Suicidio assistito Mario: Gambino (Scienza e vita), “assunzione di un farmaco letale non è alternativa a cure palliative”

(Foto ANSA/SIR)

“L’esito di questa vicenda, cioè l’auto somministrazione di un veleno da parte del paziente finalizzato alla morte con l’assistenza di personale sanitario, non è inaspettato, perché la nostra Corte costituzionale aveva già tracciato questo orizzonte, ovvero che un paziente di fronte ad alcuni requisiti stringenti definiti dalla stessa potesse autonomamente porre fine alla propria vita.
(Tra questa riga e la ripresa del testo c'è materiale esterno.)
use super::*;
use crate::{EvalError, Value};
use std::str::FromStr;

fn eval(src: &str) -> Result<Value, EvalError> {
    let mut reg = Registry::new();
    register(&mut reg);
    crate::evaluate(&crate::parse(src).unwrap(), &reg)
}

fn dec(s: &str) -> Value {
    Value::Decimal(Decimal::from_str(s).unwrap())
}

#[test]
fn add_keeps_integers_integral() {
    assert_eq!(eval("@add(1,2)").unwrap(), Value::Int(3));
    assert_eq!(eval("@add(1, 0.5)").unwrap(), dec("1.5"));
    assert_eq!(eval("@sub(1, 3)").unwrap(), Value::Int(-2));
}

#[test]
fn mult_is_exact_for_decimals() {
    assert_eq!(eval("@mult(2.1,2.3)").unwrap(), dec("4.83"));
    assert_eq!(eval("@mult(6, 7)").unwrap(), Value::Int(42));
}

#[test]
fn integer_overflow_is_a_failure() {
    assert!(matches!(
        eval("@add(2147483647, 1)").unwrap_err(),
        EvalError::Invocation { .. }
    ));
    assert!(eval("@abs(-2147483648)").is_err());
}

#[test]
fn div_rejects_zero() {
    assert_eq!(eval("@div(7, 2)").unwrap(), Value::Int(3));
    assert_eq!(eval("@div(7.0, 2)").unwrap(), dec("3.5"));
    let err = eval("@div(1, 0)").unwrap_err();
    let EvalError::Invocation { source, .. } = err else {
        panic!("expected invocation error");
    };
    assert_eq!(source.to_string(), "division by zero");
    assert!(eval("@div(1.0, 0.0)").is_err());
}

#[test]
fn abs_per_numeric_kind() {
    assert_eq!(eval("@abs(-4)").unwrap(), Value::Int(4));
    assert_eq!(eval("@abs(-4.25)").unwrap(), dec("4.25"));
}

#[test]
fn max_and_min_are_variadic() {
    assert_eq!(eval("@max(1, 2, 3)").unwrap(), Value::Int(3));
    assert_eq!(eval("@max(1, 2.5)").unwrap(), dec("2.5"));
    assert_eq!(eval("@min(4, -1, 2)").unwrap(), Value::Int(-1));
    assert!(eval("@max()").is_err());
}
In questo caso, i requisiti sono stati acclarati da un comitato del Servizio sanitario, ma quello che in Italia ancora oggi non è stato definito è un protocollo operativo e quindi in questi casi si va avanti da soli e le associazioni hanno proceduto a spese loro e con i loro mezzi”. A dirlo al Sir è Alberto Gambino, pro-rettore dell’Università Europea di Roma e presidente di Scienza & Vita, commentando la vicenda di Federico Carboni, 44enne di Senigallia, conosciuto come Mario. È il primo italiano ad aver chiesto e ottenuto l’accesso al suicidio medicalmente assistito, reso legale dalla sentenza della Corte costituzionale 242/2019 sul caso Cappato-Antoniani.
Per Gambino quanto accaduto mostra due cose. La prima è che “la legge in discussione in Parlamento deve tenere conto della sentenza della Corte costituzionale che non obbliga il Sistema sanitario a essere coinvolto. Quindi occorre scongiurare che il Sistema sanitario venga coinvolto, ma al contempo si deve evitare speculazioni economiche nell’esercizio di queste pratiche”. Il secondo tema – prosegue Gambino -, che in questa vicenda mi sembra un po’ opaco, è che questa sentenza richiede che prima di tutto si faccia un serio percorso di cure palliative, applicando una legge del 2010 sulla terapia del dolore, e che solo nel caso che queste terapie si rivelassero insufficienti si potrebbe arrivare alla richiesta di assunzione del farmaco letale. Questo è un punto altrettanto importante, perché non si può stare davanti a un’alternativa: cura palliativa o assunzione di un farmaco letale. Ci deve essere prima di tutto il percorso palliativo. In questo l’attuale disegno di legge fa una scelta sbagliata perché mette come alternative le due soluzioni”.
L’ultimo punto è molto importante per il presidente di Scienza & Vita, perché “per gran parte dei pazienti in uno stato di sofferenza, anche straziante, l’attuazione della legge sulle cure palliative rappresenterebbe una buona soluzione, perché nell’esistenza delle persone non avere il dolore e continuare a coltivare un rapporto e una relazione con gli altri, seppur in condizioni difficili, spesso è più armonico con il momento dell’abbandono definitivo. È una situazione più lineare nelle relazioni umani. Troncare con un veleno l’esistenza umana rompe questo elemento relazionale”. Per questo, conclude Gambino, “vanno potenziate le terapie del dolore e occorre evitare che il suicidio assistito diventi una prassi o un orizzonte culturale”.